Inside a tidy compound in a dusty Dry Zone village, U Maung Tun sits at the controls of a very old Singer sewing machine. Behind him is a pile of material, and the poster on the wall shows a coy girl in a bright dress. His eyes narrow in concentration as he threads the machine, and he stand up to reach the material behind him. Only now is it clear that the village tailor is disabled.
When U Maung Tun was a year old his right leg began to wither. He can walk but with difficulty, and in the summer months when the rains come, his leg aches. Until three years ago, when a project for the disabled funded by the Livelihoods and Food Security Trust Fund (LIFT) arrived in the village, he earned an arduous living of around 1000 kyats (around a dollar) a day by foraging in the nearby forest for edible leaves to sell.
The Disabled Peoples Development Organisation (DPDO) implements the LIFT project. In this village they gathered those with disabled people in their households and assisted them. In the first place this meant tailor-made livelihoods activities, such as home gardens and animal husbandry (chickens or pigs), and training in book keeping, craft making and agricultural practice. Later it involved organizing household to support them to start their own savings self-help group.
The start up capital for the group was provided by the project, and members pay back loans ranging from 30 – 100,000 kyats (around US$ 30-100) at the end of three or eight month terms. Interest payments of 500 kyat (or 50 cents) are made every two weeks. The monthly rate is 2 per cent, compared to the village moneylenders who demand upwards of 8 per cent.
With a loan from the savings group, U Maung Tun was able to fulfill his dream of becoming a tailor, following in his parent’s footsteps. He purchased a used - antique but well functioning - sewing machine for 80,000 kyat (around $80) and through hard work and a good demand from the surrounding villages, was able to pay for it in a mere 8 months. He charges 800 kyat (about 80 cents) for a women’s blouse and 1200 (around $1.20) for a tailored men’s shirt. At a savings group meeting he proudly points to other members who are wearing his creations.

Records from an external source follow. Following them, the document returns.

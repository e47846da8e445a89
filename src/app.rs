use std::collections::HashMap;
use std::time::{Duration, Instant};

use serde_json::Value;
use tokio::sync::mpsc::UnboundedSender;

use crate::constants::{app::TOAST_DURATION_SECS, messages};
use crate::controller::{transition, Action, PaginationView, SearchDebounce, Session};
use crate::prefs::PrefsStore;
use crate::render::{render_detail, render_grid, Card, DetailView, GridView};
use crate::theme::{ColorScheme, Theme};
use crate::types::{AppEvent, Endpoint, FetchRequest};

#[derive(Copy, Clone, Debug, PartialEq, Eq)]
pub enum InputMode { Normal, Search, Detail }

/// Grid area state for the current page
#[derive(Clone, Debug, PartialEq, Eq)]
pub enum LoadState {
    /// Skeleton cards while the page fetch is in flight
    Loading,
    Ready,
    /// Error panel shown; the grid stays in skeleton state
    Failed(String),
}

pub struct App {
    quit: bool,
    session: Session,

    // Current page: raw entities plus their card views
    items: Vec<Value>,
    grid: GridView,
    selected: usize,
    load: LoadState,

    // Detail overlay
    detail: Option<DetailView>,
    detail_scroll: u16,

    input_mode: InputMode,
    search_input: String,
    debounce: SearchDebounce,

    stats: HashMap<Endpoint, u64>,

    theme: Theme,
    prefs: Option<PrefsStore>,

    fetch_tx: Option<UnboundedSender<FetchRequest>>,

    toast_message: Option<(String, Instant)>,
}

impl App {
    pub fn new(
        session: Session,
        theme: Theme,
        prefs: Option<PrefsStore>,
        debounce_ms: u64,
        fetch_tx: Option<UnboundedSender<FetchRequest>>,
    ) -> Self {
        let search_input = session.search.clone();
        Self {
            quit: false,
            session,
            items: Vec::new(),
            grid: GridView::Empty,
            selected: 0,
            load: LoadState::Loading,
            detail: None,
            detail_scroll: 0,
            input_mode: InputMode::Normal,
            search_input,
            debounce: SearchDebounce::new(Duration::from_millis(debounce_ms)),
            stats: HashMap::new(),
            theme,
            prefs,
            fetch_tx,
            toast_message: None,
        }
    }

    // ----- getters -----
    pub fn quit_flag(&self) -> bool { self.quit }
    pub fn session(&self) -> &Session { &self.session }
    pub fn endpoint(&self) -> Endpoint { self.session.endpoint }
    pub fn grid(&self) -> &GridView { &self.grid }
    pub fn items(&self) -> &[Value] { &self.items }
    pub fn selected(&self) -> usize { self.selected }
    pub fn load_state(&self) -> &LoadState { &self.load }
    pub fn detail(&self) -> Option<&DetailView> { self.detail.as_ref() }
    pub fn detail_scroll(&self) -> u16 { self.detail_scroll }
    pub fn input_mode(&self) -> InputMode { self.input_mode }
    pub fn search_input(&self) -> &str { &self.search_input }
    pub fn theme(&self) -> Theme { self.theme }
    pub fn colors(&self) -> ColorScheme { self.theme.colors() }
    pub fn title(&self) -> String { self.session.title() }
    pub fn pagination(&self) -> PaginationView { self.session.pagination() }

    pub fn error_message(&self) -> Option<&str> {
        match &self.load {
            LoadState::Failed(msg) => Some(msg),
            _ => None,
        }
    }

    /// Counter text for the header; `...` until a positive total arrives
    pub fn stat_text(&self, endpoint: Endpoint) -> String {
        match self.stats.get(&endpoint) {
            Some(n) if *n > 0 => n.to_string(),
            _ => messages::STAT_PENDING.to_string(),
        }
    }

    pub fn selected_card(&self) -> Option<&Card> {
        self.grid.cards().get(self.selected)
    }

    pub fn show_toast(&mut self, msg: String) {
        self.toast_message = Some((msg, Instant::now()));
    }

    pub fn toast_message(&self) -> Option<&str> {
        match &self.toast_message {
            Some((msg, at)) if at.elapsed() < Duration::from_secs(TOAST_DURATION_SECS) => {
                Some(msg.as_str())
            }
            _ => None,
        }
    }

    // ----- controller plumbing -----

    /// Issue the initial page load
    pub fn start(&mut self) {
        let (next, req) = self.session.start();
        self.session = next;
        if let Some(req) = req {
            self.begin_fetch(req);
        }
    }

    pub fn dispatch(&mut self, action: Action) {
        let endpoint_changed =
            matches!(action, Action::Navigate(e) if e != self.session.endpoint);
        let (next, req) = transition(&self.session, action);
        self.session = next;
        if endpoint_changed {
            // Switching collections clears the search box
            self.search_input.clear();
            self.debounce.cancel();
        }
        if let Some(req) = req {
            self.begin_fetch(req);
        }
    }

    fn begin_fetch(&mut self, req: FetchRequest) {
        self.load = LoadState::Loading;
        self.detail = None;
        if self.input_mode == InputMode::Detail {
            self.input_mode = InputMode::Normal;
        }
        match &self.fetch_tx {
            Some(tx) => {
                if tx.send(req).is_err() {
                    log::error!("[app] fetch worker is gone");
                    self.load = LoadState::Failed("Fetch worker stopped".to_string());
                }
            }
            None => log::debug!("[app] no fetch worker; dropping request #{}", req.seq),
        }
    }

    pub fn on_event(&mut self, ev: AppEvent) {
        match ev {
            AppEvent::PageLoaded { seq, result } => {
                let Some(next) = self.session.loaded(seq, &result) else {
                    log::debug!("[app] dropping stale page #{seq} (latest #{})", self.session.latest_seq);
                    return;
                };
                self.session = next;
                if let Some((endpoint, total)) = self.session.stats_update(&result) {
                    self.stats.insert(endpoint, total);
                }
                self.grid = render_grid(&result.list, self.session.endpoint);
                self.items = result.list;
                self.selected = 0;
                self.load = LoadState::Ready;
            }
            AppEvent::PageFailed { seq, message } => {
                if !self.session.is_latest(seq) {
                    log::debug!("[app] dropping stale failure #{seq}");
                    return;
                }
                log::warn!("[app] page load failed: {message}");
                self.load = LoadState::Failed(message);
            }
            AppEvent::StatsLoaded { endpoint, total } => {
                if total > 0 {
                    self.stats.insert(endpoint, total);
                }
            }
            AppEvent::Quit => self.quit = true,
        }
    }

    /// Called every frame; applies debounced search text once typing pauses
    pub fn tick(&mut self, now: Instant) {
        if let Some(term) = self.debounce.poll(now) {
            self.dispatch(Action::Search(term));
        }
    }

    // ----- navigation -----

    pub fn set_endpoint(&mut self, endpoint: Endpoint) {
        self.dispatch(Action::Navigate(endpoint));
    }

    pub fn next_endpoint(&mut self) {
        self.set_endpoint(self.session.endpoint.next());
    }

    pub fn prev_page(&mut self) {
        if self.session.can_go_prev() {
            self.dispatch(Action::Paginate(-1));
        }
    }

    pub fn next_page(&mut self) {
        if self.session.can_go_next() {
            self.dispatch(Action::Paginate(1));
        }
    }

    pub fn reload(&mut self) {
        self.dispatch(Action::Reload);
    }

    pub fn up(&mut self) {
        match self.input_mode {
            InputMode::Detail => self.detail_scroll = self.detail_scroll.saturating_sub(1),
            _ => self.selected = self.selected.saturating_sub(1),
        }
    }

    pub fn down(&mut self) {
        match self.input_mode {
            InputMode::Detail => self.detail_scroll = self.detail_scroll.saturating_add(1),
            _ => {
                if self.selected + 1 < self.grid.cards().len() {
                    self.selected += 1;
                }
            }
        }
    }

    pub fn home(&mut self) {
        match self.input_mode {
            InputMode::Detail => self.detail_scroll = 0,
            _ => self.selected = 0,
        }
    }

    pub fn end(&mut self) {
        if self.input_mode != InputMode::Detail {
            self.selected = self.grid.cards().len().saturating_sub(1);
        }
    }

    // ----- detail overlay -----

    /// Open the detail overlay for the selected card's raw entity
    pub fn open_detail(&mut self) {
        let Some(index) = self.selected_card().map(|c| c.index) else {
            return;
        };
        if let Some(entity) = self.items.get(index) {
            self.detail = Some(render_detail(entity, self.session.endpoint));
            self.detail_scroll = 0;
            self.input_mode = InputMode::Detail;
        }
    }

    pub fn close_detail(&mut self) {
        self.detail = None;
        self.detail_scroll = 0;
        if self.input_mode == InputMode::Detail {
            self.input_mode = InputMode::Normal;
        }
    }

    // ----- search -----

    pub fn start_search(&mut self) {
        self.input_mode = InputMode::Search;
    }

    pub fn search_add_char(&mut self, c: char) {
        self.search_input.push(c);
        self.debounce.edit(&self.search_input, Instant::now());
    }

    pub fn search_backspace(&mut self) {
        self.search_input.pop();
        self.debounce.edit(&self.search_input, Instant::now());
    }

    /// Enter: apply immediately, bypassing the debounce
    pub fn submit_search(&mut self) {
        self.debounce.cancel();
        self.input_mode = InputMode::Normal;
        let term = self.search_input.trim().to_string();
        self.dispatch(Action::Submit(term));
    }

    /// Esc: leave the search box; pending debounced text still applies
    pub fn leave_search(&mut self) {
        self.input_mode = InputMode::Normal;
    }

    // ----- theme -----

    pub fn toggle_theme(&mut self) {
        self.theme = self.theme.toggled();
        if let Some(prefs) = &self.prefs {
            if let Err(e) = prefs.save_theme(self.theme) {
                log::warn!("[app] {e:#}");
                self.show_toast("Could not save theme".to_string());
            }
        }
    }

    pub fn request_quit(&mut self) {
        self.on_event(AppEvent::Quit);
    }
}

His income has now doubled, increasing his ability to make social contributions to the village poor (he makes payments towards funerals for families who can’t afford them), but he remains single, joking that he can’t yet afford a wife.
The LIFT-funded DPDO project works in 23 villages in the Dry Zone. At this stage in Myanmar’s reform, social protection for the disabled does not exist and, along with the elderly, the disabled represent some of the poorest and most marginalized people in the country. DPDO’s project provides them with the opportunity to meet and support one another, earn, gain confidence and become active in the community.
In its third year, the project’s good results led to LIFT extending it for a further year to consolidate on the gains. The savings groups in U Maung Tun’s village have taken their own initiative towards self sufficiency. For example, they have coordinated several groups at township level to pool interest profits to build and run a chicken farm that all members will have shares in. This follows the success of DPDO in another township, where savings groups work together to raise goats, using their pooled savings.
Life is much better for tailor U Maung Tun now, he says – but it is not only the project that has improved his life. He and other savings group members add that the continuing changes from government reform in Myanmar are making life easier in general.
To the end of 2013, LIFT support to the disabled had reached more than 6,500 households through DPDO and other partners HelpAge, ActionAid and SPPRG.